§ **Task item**
Transcribe the listing below from its opening line up to and including the line that contains "Serves the credential"; reproduce nothing else.

§ **Supplied records**
------------

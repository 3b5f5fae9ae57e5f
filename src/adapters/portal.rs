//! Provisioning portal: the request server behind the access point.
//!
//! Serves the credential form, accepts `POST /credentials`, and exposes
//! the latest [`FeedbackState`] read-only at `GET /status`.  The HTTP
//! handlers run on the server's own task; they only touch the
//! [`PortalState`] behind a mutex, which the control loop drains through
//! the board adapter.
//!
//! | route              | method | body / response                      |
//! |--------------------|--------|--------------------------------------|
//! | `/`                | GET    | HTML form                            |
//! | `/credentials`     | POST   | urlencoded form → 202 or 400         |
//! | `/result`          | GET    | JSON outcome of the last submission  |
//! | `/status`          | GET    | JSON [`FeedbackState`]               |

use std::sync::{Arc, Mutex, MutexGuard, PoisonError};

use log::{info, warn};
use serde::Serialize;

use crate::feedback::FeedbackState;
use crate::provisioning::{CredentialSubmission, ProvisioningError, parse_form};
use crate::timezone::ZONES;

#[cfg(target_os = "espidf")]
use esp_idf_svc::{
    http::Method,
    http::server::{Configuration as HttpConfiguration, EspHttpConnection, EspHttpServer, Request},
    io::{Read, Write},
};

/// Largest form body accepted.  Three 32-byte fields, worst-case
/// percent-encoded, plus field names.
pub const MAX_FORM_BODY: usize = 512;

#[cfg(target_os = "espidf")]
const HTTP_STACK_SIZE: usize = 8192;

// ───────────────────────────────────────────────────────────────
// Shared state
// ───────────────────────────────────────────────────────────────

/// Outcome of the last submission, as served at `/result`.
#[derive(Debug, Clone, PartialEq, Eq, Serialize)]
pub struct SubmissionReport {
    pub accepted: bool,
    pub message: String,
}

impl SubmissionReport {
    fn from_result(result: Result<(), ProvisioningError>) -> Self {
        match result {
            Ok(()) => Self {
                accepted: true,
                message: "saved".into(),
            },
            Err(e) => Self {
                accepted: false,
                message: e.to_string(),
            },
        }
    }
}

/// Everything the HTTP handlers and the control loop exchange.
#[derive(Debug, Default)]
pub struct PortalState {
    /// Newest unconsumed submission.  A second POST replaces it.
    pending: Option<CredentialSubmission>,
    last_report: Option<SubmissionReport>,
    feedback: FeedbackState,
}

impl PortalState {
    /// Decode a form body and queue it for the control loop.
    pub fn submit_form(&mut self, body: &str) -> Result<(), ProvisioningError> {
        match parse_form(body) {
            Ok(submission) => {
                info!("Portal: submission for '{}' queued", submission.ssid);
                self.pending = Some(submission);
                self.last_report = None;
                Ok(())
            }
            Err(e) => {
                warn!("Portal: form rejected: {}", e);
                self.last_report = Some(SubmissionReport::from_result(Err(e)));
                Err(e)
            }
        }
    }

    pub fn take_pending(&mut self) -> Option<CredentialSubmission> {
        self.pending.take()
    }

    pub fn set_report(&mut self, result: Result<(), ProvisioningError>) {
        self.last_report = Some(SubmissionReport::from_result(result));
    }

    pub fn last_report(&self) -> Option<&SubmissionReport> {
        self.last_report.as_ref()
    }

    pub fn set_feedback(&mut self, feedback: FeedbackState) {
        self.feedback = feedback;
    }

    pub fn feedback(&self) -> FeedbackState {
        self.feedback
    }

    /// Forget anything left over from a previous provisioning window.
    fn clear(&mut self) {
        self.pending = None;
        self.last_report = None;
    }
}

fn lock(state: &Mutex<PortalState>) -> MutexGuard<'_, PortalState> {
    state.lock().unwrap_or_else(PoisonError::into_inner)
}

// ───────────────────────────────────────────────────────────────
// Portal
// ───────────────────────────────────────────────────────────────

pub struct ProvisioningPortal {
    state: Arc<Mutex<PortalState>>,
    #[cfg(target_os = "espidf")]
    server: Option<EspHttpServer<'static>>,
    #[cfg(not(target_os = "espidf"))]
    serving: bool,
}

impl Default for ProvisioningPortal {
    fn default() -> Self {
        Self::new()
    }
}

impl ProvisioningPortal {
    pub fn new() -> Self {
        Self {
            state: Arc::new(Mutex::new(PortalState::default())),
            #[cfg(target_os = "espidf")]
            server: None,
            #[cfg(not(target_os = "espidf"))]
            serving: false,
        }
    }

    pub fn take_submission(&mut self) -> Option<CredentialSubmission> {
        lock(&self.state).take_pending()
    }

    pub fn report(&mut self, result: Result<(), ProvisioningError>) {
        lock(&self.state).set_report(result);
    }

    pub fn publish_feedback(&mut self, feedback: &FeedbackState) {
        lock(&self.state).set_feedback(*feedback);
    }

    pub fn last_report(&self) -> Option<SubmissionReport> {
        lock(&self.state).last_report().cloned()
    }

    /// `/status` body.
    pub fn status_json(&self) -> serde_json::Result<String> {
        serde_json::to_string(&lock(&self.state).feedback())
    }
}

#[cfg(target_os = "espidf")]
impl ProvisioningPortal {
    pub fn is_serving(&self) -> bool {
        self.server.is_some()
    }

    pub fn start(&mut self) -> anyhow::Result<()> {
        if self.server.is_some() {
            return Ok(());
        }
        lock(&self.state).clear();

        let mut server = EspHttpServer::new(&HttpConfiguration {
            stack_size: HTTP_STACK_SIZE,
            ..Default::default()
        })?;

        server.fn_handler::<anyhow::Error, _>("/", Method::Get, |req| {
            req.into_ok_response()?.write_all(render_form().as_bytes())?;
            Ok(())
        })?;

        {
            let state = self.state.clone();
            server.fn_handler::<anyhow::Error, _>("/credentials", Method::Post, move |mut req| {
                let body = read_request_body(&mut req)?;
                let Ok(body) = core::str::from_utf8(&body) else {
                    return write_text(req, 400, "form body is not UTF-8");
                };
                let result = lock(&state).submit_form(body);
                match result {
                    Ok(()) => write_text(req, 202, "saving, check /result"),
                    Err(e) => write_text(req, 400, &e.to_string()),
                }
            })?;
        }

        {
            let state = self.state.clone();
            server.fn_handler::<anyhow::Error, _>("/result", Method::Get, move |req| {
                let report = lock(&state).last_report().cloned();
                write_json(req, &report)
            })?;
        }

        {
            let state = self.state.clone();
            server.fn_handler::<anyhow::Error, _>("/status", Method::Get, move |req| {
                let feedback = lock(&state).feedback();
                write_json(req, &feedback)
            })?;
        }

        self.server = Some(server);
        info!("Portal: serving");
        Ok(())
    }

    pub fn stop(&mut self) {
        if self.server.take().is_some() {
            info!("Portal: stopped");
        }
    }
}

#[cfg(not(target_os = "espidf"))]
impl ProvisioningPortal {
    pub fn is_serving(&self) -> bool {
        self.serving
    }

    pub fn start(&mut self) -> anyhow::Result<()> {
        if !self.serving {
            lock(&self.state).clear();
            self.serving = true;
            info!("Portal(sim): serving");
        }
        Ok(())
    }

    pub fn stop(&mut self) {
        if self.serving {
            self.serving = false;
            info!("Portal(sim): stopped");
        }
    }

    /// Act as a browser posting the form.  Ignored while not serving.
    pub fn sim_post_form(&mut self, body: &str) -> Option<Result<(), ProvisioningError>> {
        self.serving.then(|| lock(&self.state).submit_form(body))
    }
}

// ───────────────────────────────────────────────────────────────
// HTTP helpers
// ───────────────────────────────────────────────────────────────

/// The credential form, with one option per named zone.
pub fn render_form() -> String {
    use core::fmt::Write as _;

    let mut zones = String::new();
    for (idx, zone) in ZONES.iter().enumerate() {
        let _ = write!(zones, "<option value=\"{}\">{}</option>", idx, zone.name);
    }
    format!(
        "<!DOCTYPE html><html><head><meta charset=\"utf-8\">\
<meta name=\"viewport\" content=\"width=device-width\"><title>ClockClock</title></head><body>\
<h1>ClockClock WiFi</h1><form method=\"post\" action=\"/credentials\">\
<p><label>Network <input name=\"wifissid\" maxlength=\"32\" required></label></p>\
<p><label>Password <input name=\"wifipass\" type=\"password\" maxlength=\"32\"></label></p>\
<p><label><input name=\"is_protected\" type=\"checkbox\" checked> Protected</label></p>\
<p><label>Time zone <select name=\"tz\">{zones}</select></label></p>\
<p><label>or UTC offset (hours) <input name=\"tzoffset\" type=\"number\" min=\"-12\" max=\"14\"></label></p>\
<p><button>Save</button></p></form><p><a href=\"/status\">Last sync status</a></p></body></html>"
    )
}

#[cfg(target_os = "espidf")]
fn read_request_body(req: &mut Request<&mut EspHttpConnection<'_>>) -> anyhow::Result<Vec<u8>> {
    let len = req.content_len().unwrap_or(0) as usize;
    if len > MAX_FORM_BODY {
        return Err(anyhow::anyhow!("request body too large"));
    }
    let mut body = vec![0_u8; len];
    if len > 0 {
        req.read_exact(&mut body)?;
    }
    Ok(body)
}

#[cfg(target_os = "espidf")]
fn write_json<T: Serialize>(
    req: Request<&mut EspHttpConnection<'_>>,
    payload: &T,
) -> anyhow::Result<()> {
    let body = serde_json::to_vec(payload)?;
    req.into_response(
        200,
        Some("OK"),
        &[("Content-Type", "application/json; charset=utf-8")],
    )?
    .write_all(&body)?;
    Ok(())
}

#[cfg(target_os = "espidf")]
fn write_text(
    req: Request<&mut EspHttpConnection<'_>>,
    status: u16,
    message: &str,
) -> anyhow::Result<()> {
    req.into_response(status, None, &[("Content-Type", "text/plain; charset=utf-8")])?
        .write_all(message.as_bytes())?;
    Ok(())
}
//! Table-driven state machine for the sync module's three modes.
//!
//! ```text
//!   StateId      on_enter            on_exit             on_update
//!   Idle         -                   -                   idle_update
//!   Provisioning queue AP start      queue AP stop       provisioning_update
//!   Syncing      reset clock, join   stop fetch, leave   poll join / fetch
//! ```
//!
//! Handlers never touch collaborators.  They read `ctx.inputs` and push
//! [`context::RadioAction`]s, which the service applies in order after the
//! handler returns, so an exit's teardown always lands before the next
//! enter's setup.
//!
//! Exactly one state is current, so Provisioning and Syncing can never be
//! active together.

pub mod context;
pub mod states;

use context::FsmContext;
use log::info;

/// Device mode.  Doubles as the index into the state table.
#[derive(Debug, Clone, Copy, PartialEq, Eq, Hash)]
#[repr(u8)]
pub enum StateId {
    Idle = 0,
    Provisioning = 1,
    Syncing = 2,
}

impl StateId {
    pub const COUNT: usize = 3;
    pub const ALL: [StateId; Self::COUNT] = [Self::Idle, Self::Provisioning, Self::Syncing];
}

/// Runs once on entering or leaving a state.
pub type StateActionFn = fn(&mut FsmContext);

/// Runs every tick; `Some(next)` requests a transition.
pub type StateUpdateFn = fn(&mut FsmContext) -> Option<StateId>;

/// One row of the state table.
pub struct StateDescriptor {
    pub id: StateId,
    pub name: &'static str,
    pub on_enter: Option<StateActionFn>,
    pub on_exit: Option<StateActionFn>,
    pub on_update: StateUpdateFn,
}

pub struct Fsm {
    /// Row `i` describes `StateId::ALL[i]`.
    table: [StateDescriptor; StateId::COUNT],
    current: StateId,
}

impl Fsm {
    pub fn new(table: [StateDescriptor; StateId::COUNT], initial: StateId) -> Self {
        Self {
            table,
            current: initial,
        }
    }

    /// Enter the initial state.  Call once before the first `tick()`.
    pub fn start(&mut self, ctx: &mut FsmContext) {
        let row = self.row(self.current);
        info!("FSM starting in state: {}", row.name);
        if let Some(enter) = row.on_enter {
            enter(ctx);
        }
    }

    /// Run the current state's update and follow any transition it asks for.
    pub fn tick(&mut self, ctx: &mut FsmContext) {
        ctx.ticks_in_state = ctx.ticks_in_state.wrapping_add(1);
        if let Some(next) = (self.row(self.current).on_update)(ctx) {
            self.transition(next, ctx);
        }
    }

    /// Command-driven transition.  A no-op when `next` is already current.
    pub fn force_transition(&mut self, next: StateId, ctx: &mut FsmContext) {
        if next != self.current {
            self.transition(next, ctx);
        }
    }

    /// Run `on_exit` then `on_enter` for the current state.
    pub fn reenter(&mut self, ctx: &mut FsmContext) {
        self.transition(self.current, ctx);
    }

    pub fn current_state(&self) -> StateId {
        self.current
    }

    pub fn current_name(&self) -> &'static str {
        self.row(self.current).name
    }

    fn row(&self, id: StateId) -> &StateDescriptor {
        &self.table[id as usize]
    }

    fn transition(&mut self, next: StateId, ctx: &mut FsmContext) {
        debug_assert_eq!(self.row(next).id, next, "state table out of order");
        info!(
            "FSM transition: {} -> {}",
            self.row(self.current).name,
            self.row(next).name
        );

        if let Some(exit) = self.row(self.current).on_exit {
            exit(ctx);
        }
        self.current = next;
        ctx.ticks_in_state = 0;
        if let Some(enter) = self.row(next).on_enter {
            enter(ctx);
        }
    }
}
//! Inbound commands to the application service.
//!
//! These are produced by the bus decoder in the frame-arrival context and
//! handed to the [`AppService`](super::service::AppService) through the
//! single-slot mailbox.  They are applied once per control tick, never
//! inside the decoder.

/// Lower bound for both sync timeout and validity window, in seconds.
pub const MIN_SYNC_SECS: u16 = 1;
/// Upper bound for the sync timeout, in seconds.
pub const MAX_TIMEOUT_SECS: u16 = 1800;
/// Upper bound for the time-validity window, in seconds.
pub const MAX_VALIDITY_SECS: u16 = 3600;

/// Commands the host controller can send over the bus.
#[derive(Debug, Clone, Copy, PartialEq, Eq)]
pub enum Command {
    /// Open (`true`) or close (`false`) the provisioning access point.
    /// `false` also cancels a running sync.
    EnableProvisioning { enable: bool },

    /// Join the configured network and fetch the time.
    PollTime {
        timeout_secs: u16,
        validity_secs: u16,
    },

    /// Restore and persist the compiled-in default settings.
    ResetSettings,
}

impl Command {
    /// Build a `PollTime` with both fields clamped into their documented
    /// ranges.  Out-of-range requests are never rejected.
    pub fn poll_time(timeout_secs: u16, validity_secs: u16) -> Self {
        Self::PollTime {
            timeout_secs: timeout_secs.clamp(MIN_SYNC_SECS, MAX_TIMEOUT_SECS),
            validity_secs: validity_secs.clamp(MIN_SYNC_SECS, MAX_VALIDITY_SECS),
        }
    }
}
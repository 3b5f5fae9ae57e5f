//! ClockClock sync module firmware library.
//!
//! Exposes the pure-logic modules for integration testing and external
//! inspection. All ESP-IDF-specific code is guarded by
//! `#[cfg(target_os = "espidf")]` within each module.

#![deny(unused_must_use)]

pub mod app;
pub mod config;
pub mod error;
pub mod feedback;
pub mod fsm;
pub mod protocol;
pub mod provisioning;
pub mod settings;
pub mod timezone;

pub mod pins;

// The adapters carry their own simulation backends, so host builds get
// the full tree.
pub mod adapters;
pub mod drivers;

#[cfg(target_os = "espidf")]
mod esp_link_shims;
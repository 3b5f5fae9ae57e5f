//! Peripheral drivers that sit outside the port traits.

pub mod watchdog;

------------

§ **Your solution**
repository 3b5f5fae9ae57e5f
filename src/adapters/portal.rs
//! Provisioning portal: the request server behind the access point.
//!
//! Serves the credential form, accepts `POST /credentials`, and exposes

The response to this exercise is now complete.